Copy each line of the data below with the word "jsonschema".

Segment Open

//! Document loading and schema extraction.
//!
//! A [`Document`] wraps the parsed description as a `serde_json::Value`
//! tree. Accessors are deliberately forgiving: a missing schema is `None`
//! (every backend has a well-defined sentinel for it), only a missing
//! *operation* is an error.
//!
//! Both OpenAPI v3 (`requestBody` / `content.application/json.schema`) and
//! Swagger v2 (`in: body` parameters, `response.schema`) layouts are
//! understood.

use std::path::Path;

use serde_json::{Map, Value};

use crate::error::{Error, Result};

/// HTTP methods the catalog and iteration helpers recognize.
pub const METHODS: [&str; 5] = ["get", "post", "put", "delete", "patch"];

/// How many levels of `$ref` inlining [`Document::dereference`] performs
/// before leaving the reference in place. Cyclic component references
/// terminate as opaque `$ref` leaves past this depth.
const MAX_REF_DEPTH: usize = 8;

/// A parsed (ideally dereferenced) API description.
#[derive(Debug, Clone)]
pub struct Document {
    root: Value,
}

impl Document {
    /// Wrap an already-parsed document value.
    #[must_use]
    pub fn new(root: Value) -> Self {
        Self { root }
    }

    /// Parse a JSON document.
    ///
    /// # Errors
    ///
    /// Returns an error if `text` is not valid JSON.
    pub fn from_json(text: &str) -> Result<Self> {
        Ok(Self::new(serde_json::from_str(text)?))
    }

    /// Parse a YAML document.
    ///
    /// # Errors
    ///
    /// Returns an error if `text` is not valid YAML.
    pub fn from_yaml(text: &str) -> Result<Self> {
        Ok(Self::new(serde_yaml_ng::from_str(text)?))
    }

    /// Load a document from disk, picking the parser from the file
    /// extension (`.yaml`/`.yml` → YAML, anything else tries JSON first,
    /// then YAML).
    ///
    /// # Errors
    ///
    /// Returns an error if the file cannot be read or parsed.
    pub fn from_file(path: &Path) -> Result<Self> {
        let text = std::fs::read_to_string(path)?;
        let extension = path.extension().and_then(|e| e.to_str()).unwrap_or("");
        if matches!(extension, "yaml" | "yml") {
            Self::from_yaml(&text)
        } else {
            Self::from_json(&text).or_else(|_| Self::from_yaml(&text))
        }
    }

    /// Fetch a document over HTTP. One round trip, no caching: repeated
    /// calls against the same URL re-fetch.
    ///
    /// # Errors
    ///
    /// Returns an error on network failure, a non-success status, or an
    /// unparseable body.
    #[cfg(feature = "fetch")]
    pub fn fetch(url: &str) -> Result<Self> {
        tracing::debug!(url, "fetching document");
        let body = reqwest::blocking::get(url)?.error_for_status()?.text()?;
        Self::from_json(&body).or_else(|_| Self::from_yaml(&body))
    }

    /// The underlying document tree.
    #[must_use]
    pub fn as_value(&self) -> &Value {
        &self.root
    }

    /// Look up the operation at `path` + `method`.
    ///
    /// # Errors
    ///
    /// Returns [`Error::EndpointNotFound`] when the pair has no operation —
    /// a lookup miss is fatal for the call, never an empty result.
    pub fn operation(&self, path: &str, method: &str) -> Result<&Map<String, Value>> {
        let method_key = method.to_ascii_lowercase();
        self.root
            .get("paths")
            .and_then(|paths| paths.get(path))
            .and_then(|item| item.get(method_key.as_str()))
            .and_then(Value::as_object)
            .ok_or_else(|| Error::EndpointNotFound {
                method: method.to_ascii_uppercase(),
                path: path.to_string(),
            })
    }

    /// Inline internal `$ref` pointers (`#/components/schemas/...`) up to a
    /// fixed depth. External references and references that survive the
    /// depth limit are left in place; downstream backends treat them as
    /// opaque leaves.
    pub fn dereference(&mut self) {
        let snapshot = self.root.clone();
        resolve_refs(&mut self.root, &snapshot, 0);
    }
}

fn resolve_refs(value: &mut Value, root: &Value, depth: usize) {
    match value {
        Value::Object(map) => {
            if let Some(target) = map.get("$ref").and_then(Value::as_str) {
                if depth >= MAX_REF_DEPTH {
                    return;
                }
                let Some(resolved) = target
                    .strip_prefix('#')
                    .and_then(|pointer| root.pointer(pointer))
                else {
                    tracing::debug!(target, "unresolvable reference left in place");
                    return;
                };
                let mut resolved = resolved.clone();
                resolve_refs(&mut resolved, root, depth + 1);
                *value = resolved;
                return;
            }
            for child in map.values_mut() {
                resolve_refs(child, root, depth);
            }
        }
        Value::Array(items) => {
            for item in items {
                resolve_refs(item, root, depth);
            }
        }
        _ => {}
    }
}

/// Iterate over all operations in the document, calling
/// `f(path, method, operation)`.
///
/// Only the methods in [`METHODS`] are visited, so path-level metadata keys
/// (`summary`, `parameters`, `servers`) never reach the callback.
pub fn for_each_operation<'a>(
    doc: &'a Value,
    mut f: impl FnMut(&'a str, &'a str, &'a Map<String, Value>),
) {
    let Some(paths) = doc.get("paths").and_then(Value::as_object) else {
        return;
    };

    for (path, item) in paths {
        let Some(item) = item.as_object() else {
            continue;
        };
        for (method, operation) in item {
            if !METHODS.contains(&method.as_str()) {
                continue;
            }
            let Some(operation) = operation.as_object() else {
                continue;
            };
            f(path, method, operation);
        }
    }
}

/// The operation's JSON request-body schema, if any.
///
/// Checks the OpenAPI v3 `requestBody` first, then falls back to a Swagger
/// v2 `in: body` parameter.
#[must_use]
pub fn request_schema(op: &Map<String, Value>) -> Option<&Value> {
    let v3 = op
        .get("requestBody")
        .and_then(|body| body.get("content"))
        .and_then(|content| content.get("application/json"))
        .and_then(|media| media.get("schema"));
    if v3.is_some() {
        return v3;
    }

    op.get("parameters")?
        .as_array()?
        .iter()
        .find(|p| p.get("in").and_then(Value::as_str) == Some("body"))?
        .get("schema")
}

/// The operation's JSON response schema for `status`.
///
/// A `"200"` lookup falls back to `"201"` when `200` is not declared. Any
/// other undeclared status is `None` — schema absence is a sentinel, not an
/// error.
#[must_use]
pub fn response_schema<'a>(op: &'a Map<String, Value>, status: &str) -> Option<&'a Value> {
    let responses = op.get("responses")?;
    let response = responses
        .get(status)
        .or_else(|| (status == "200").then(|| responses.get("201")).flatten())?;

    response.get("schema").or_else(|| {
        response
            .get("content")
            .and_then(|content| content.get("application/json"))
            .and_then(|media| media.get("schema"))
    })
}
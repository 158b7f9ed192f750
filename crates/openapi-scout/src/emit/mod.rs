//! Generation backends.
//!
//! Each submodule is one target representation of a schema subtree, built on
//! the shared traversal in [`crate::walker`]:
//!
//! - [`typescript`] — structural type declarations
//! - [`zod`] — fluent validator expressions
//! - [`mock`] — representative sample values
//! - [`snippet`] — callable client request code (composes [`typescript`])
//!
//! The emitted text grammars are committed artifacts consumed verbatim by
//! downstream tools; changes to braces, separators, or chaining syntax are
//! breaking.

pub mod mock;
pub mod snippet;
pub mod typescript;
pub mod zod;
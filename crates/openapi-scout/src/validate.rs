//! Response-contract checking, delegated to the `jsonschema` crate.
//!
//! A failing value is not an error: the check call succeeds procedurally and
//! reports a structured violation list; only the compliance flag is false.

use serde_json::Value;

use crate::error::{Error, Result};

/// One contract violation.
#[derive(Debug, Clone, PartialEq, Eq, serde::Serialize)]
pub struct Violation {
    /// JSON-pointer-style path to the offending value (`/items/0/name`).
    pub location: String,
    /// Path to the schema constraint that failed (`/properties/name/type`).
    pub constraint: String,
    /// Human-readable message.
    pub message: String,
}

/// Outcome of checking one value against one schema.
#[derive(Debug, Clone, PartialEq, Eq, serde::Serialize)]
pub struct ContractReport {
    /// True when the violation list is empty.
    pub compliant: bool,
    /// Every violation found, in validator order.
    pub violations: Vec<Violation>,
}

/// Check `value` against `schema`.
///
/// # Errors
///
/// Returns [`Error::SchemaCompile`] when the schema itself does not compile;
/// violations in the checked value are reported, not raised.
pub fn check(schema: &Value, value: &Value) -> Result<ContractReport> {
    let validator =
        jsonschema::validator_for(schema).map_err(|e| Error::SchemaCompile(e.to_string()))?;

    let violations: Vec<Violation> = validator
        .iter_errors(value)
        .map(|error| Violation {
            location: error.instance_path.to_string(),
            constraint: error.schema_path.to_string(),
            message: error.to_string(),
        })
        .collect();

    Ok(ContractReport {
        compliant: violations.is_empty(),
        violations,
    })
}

Segment Closed

_Finished task_
//! Response-contract checking, delegated to the `jsonschema` crate.
        jsonschema::validator_for(schema).map_err(|e| Error::SchemaCompile(e.to_string()))?;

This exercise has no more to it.